● **Dataset items**
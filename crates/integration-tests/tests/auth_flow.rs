//! Sign-in, session lifetime and access gating, end to end.
//!
//! Each test runs the front end against an in-process fake clinic API.
//!
//! Run with: cargo test -p vetdesk-integration-tests

use reqwest::StatusCode;

use vetdesk_integration_tests::{Scenario, TestApp, WRONG_PASSWORD, location};

fn session_cookie(response: &reqwest::Response) -> Option<String> {
    response
        .headers()
        .get_all(reqwest::header::SET_COOKIE)
        .iter()
        .filter_map(|v| v.to_str().ok())
        .find(|v| v.starts_with("vetdesk_session="))
        .map(str::to_ascii_lowercase)
}

#[tokio::test]
async fn test_protected_pages_redirect_to_login() {
    let app = TestApp::spawn(Scenario::default()).await;

    for path in ["/", "/pets", "/appointments", "/profile", "/auth/change-password"] {
        let resp = app.get(path).await;
        assert_eq!(resp.status(), StatusCode::SEE_OTHER, "{path}");
        assert_eq!(location(&resp).as_deref(), Some("/auth/login"), "{path}");
    }
}

#[tokio::test]
async fn test_login_redirects_home_and_guest_pages_bounce() {
    let app = TestApp::spawn(Scenario::default()).await;

    let resp = app.login("correct-horse", false).await;
    assert_eq!(resp.status(), StatusCode::SEE_OTHER);
    assert_eq!(location(&resp).as_deref(), Some("/"));

    let resp = app.get("/").await;
    assert_eq!(resp.status(), StatusCode::OK);
    assert!(resp.text().await.unwrap().contains("Welcome back, Olive"));

    for path in ["/auth/login", "/auth/register", "/auth/forgot-password"] {
        let resp = app.get(path).await;
        assert_eq!(resp.status(), StatusCode::SEE_OTHER, "{path}");
        assert_eq!(location(&resp).as_deref(), Some("/"), "{path}");
    }
}

#[tokio::test]
async fn test_bad_credentials_show_banner() {
    let app = TestApp::spawn(Scenario::default()).await;

    let resp = app.login(WRONG_PASSWORD, false).await;
    assert_eq!(resp.status(), StatusCode::OK);
    let body = resp.text().await.unwrap();
    assert!(body.contains("Invalid email or password."));
    assert!(body.contains("olive@example.com"));

    let resp = app.get("/pets").await;
    assert_eq!(location(&resp).as_deref(), Some("/auth/login"));
}

#[tokio::test]
async fn test_remember_me_sets_persistent_cookie() {
    let app = TestApp::spawn(Scenario::default()).await;

    let resp = app.login("correct-horse", true).await;
    let cookie = session_cookie(&resp).expect("session cookie set");
    assert!(cookie.contains("max-age=") || cookie.contains("expires="));
    assert!(cookie.contains("httponly"));
}

#[tokio::test]
async fn test_without_remember_me_cookie_ends_with_browser() {
    let app = TestApp::spawn(Scenario::default()).await;

    let resp = app.login("correct-horse", false).await;
    let cookie = session_cookie(&resp).expect("session cookie set");
    assert!(!cookie.contains("max-age="));
    assert!(!cookie.contains("expires="));
}

#[tokio::test]
async fn test_remembered_cookie_is_renewed_on_visits() {
    let app = TestApp::spawn(Scenario::default()).await;
    app.login("correct-horse", true).await;

    let resp = app.get("/pets").await;
    assert_eq!(resp.status(), StatusCode::OK);
    let cookie = session_cookie(&resp).expect("remembered cookie re-issued");
    assert!(cookie.contains("max-age=") || cookie.contains("expires="));
}

#[tokio::test]
async fn test_browser_session_cookie_is_not_reissued() {
    let app = TestApp::spawn(Scenario::default()).await;
    app.login("correct-horse", false).await;

    let resp = app.get("/pets").await;
    assert_eq!(resp.status(), StatusCode::OK);
    assert!(session_cookie(&resp).is_none());
}

#[tokio::test]
async fn test_logout_ends_session() {
    let app = TestApp::spawn(Scenario::default()).await;
    app.login("correct-horse", true).await;

    let resp = app
        .client
        .post(app.url("/auth/logout"))
        .send()
        .await
        .unwrap();
    assert_eq!(
        location(&resp).as_deref(),
        Some("/auth/login?notice=signed_out")
    );

    let resp = app.get("/").await;
    assert_eq!(location(&resp).as_deref(), Some("/auth/login"));
    assert_eq!(app.get("/auth/login").await.status(), StatusCode::OK);
}

#[tokio::test]
async fn test_expired_token_is_refreshed_once() {
    let app = TestApp::spawn(Scenario {
        access_ttl: -60,
        ..Scenario::default()
    })
    .await;
    app.login("correct-horse", false).await;
    let issued = app.clinic.requests_to("/auth/login").len();
    assert_eq!(issued, 1);

    let resp = app.get("/pets").await;
    assert_eq!(resp.status(), StatusCode::OK);
    assert!(resp.text().await.unwrap().contains("Biscuit"));
    assert_eq!(app.clinic.requests_to("/auth/refresh").len(), 1);

    // The refreshed token is still valid on the next page.
    assert_eq!(app.get("/pets").await.status(), StatusCode::OK);
    assert_eq!(app.clinic.requests_to("/auth/refresh").len(), 1);

    let bearers: Vec<_> = app
        .clinic
        .requests_to("/pets")
        .into_iter()
        .map(|r| r.bearer.expect("pets call is authenticated"))
        .collect();
    assert_eq!(bearers.len(), 2);
    assert_eq!(bearers[0], bearers[1]);
}

#[tokio::test]
async fn test_failed_refresh_signs_out() {
    let app = TestApp::spawn(Scenario {
        access_ttl: -60,
        refresh_succeeds: false,
        ..Scenario::default()
    })
    .await;
    app.login("correct-horse", true).await;

    let resp = app.get("/pets").await;
    assert_eq!(location(&resp).as_deref(), Some("/auth/login"));
    assert!(app.clinic.requests_to("/pets").is_empty());

    // Session was cleared, so the login page is reachable again.
    assert_eq!(app.get("/auth/login").await.status(), StatusCode::OK);
}

#[tokio::test]
async fn test_role_gates() {
    let app = TestApp::spawn(Scenario::default()).await;
    app.login("correct-horse", false).await;

    for path in ["/triage", "/consultations", "/users", "/services/new"] {
        assert_eq!(app.get(path).await.status(), StatusCode::FORBIDDEN, "{path}");
    }
    assert_eq!(app.get("/services").await.status(), StatusCode::OK);
}

#[tokio::test]
async fn test_staff_reach_triage() {
    let app = TestApp::spawn(Scenario {
        role: "receptionist",
        ..Scenario::default()
    })
    .await;
    app.login("correct-horse", false).await;

    assert_eq!(app.get("/triage").await.status(), StatusCode::OK);
    assert_eq!(app.get("/consultations").await.status(), StatusCode::FORBIDDEN);
}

● **What you need to do**
Output all preceding records character for character.

● **Your response**
filename crates/integration-tests/tests/auth_flow.rs
//! Sign-in, session lifetime and access gating, end to end.
//!
//! Each test runs the front end against an in-process fake clinic API.
//!
//! Run with: cargo test -p vetdesk-integration-tests

use reqwest::StatusCode;

use vetdesk_integration_tests::{Scenario, TestApp, WRONG_PASSWORD, location};

fn session_cookie(response: &reqwest::Response) -> Option<String> {
    response
        .headers()
        .get_all(reqwest::header::SET_COOKIE)
        .iter()
        .filter_map(|v| v.to_str().ok())
        .find(|v| v.starts_with("vetdesk_session="))
        .map(str::to_ascii_lowercase)
}

#[tokio::test]
async fn test_protected_pages_redirect_to_login() {
    let app = TestApp::spawn(Scenario::default()).await;

    for path in ["/", "/pets", "/appointments", "/profile", "/auth/change-password"] {
        let resp = app.get(path).await;
        assert_eq!(resp.status(), StatusCode::SEE_OTHER, "{path}");
        assert_eq!(location(&resp).as_deref(), Some("/auth/login"), "{path}");
    }
}

#[tokio::test]
async fn test_login_redirects_home_and_guest_pages_bounce() {
    let app = TestApp::spawn(Scenario::default()).await;

    let resp = app.login("correct-horse", false).await;
    assert_eq!(resp.status(), StatusCode::SEE_OTHER);
    assert_eq!(location(&resp).as_deref(), Some("/"));

    let resp = app.get("/").await;
    assert_eq!(resp.status(), StatusCode::OK);
    assert!(resp.text().await.unwrap().contains("Welcome back, Olive"));

    for path in ["/auth/login", "/auth/register", "/auth/forgot-password"] {
        let resp = app.get(path).await;
        assert_eq!(resp.status(), StatusCode::SEE_OTHER, "{path}");
        assert_eq!(location(&resp).as_deref(), Some("/"), "{path}");
    }
}

#[tokio::test]
async fn test_bad_credentials_show_banner() {
    let app = TestApp::spawn(Scenario::default()).await;

    let resp = app.login(WRONG_PASSWORD, false).await;
    assert_eq!(resp.status(), StatusCode::OK);
    let body = resp.text().await.unwrap();
    assert!(body.contains("Invalid email or password."));
    assert!(body.contains("olive@example.com"));

    let resp = app.get("/pets").await;
    assert_eq!(location(&resp).as_deref(), Some("/auth/login"));
}

#[tokio::test]
async fn test_remember_me_sets_persistent_cookie() {
    let app = TestApp::spawn(Scenario::default()).await;

    let resp = app.login("correct-horse", true).await;
    let cookie = session_cookie(&resp).expect("session cookie set");
    assert!(cookie.contains("max-age=") || cookie.contains("expires="));
    assert!(cookie.contains("httponly"));
}

#[tokio::test]
async fn test_without_remember_me_cookie_ends_with_browser() {
    let app = TestApp::spawn(Scenario::default()).await;

    let resp = app.login("correct-horse", false).await;
    let cookie = session_cookie(&resp).expect("session cookie set");
    assert!(!cookie.contains("max-age="));
    assert!(!cookie.contains("expires="));
}

#[tokio::test]
async fn test_remembered_cookie_is_renewed_on_visits() {
    let app = TestApp::spawn(Scenario::default()).await;
    app.login("correct-horse", true).await;

    let resp = app.get("/pets").await;
    assert_eq!(resp.status(), StatusCode::OK);
    let cookie = session_cookie(&resp).expect("remembered cookie re-issued");
    assert!(cookie.contains("max-age=") || cookie.contains("expires="));
}

#[tokio::test]
async fn test_browser_session_cookie_is_not_reissued() {
    let app = TestApp::spawn(Scenario::default()).await;
    app.login("correct-horse", false).await;

    let resp = app.get("/pets").await;
    assert_eq!(resp.status(), StatusCode::OK);
    assert!(session_cookie(&resp).is_none());
}

#[tokio::test]
async fn test_logout_ends_session() {
    let app = TestApp::spawn(Scenario::default()).await;
    app.login("correct-horse", true).await;

    let resp = app
        .client
        .post(app.url("/auth/logout"))
        .send()
        .await
        .unwrap();
    assert_eq!(
        location(&resp).as_deref(),
        Some("/auth/login?notice=signed_out")
    );

    let resp = app.get("/").await;
    assert_eq!(location(&resp).as_deref(), Some("/auth/login"));
    assert_eq!(app.get("/auth/login").await.status(), StatusCode::OK);
}

#[tokio::test]
async fn test_expired_token_is_refreshed_once() {
    let app = TestApp::spawn(Scenario {
        access_ttl: -60,
        ..Scenario::default()
    })
    .await;
    app.login("correct-horse", false).await;
    let issued = app.clinic.requests_to("/auth/login").len();
    assert_eq!(issued, 1);

    let resp = app.get("/pets").await;
    assert_eq!(resp.status(), StatusCode::OK);
    assert!(resp.text().await.unwrap().contains("Biscuit"));
    assert_eq!(app.clinic.requests_to("/auth/refresh").len(), 1);

    // The refreshed token is still valid on the next page.
    assert_eq!(app.get("/pets").await.status(), StatusCode::OK);
    assert_eq!(app.clinic.requests_to("/auth/refresh").len(), 1);

    let bearers: Vec<_> = app
        .clinic
        .requests_to("/pets")
        .into_iter()
        .map(|r| r.bearer.expect("pets call is authenticated"))
        .collect();
    assert_eq!(bearers.len(), 2);
    assert_eq!(bearers[0], bearers[1]);
}

#[tokio::test]
async fn test_failed_refresh_signs_out() {
    let app = TestApp::spawn(Scenario {
        access_ttl: -60,
        refresh_succeeds: false,
        ..Scenario::default()
    })
    .await;
    app.login("correct-horse", true).await;

    let resp = app.get("/pets").await;
    assert_eq!(location(&resp).as_deref(), Some("/auth/login"));
    assert!(app.clinic.requests_to("/pets").is_empty());

    // Session was cleared, so the login page is reachable again.
    assert_eq!(app.get("/auth/login").await.status(), StatusCode::OK);
}

#[tokio::test]
async fn test_role_gates() {
    let app = TestApp::spawn(Scenario::default()).await;
    app.login("correct-horse", false).await;

    for path in ["/triage", "/consultations", "/users", "/services/new"] {
        assert_eq!(app.get(path).await.status(), StatusCode::FORBIDDEN, "{path}");
    }
    assert_eq!(app.get("/services").await.status(), StatusCode::OK);
}

#[tokio::test]
async fn test_staff_reach_triage() {
    let app = TestApp::spawn(Scenario {
        role: "receptionist",
        ..Scenario::default()
    })
    .await;
    app.login("correct-horse", false).await;

    assert_eq!(app.get("/triage").await.status(), StatusCode::OK);
    assert_eq!(app.get("/consultations").await.status(), StatusCode::FORBIDDEN);
}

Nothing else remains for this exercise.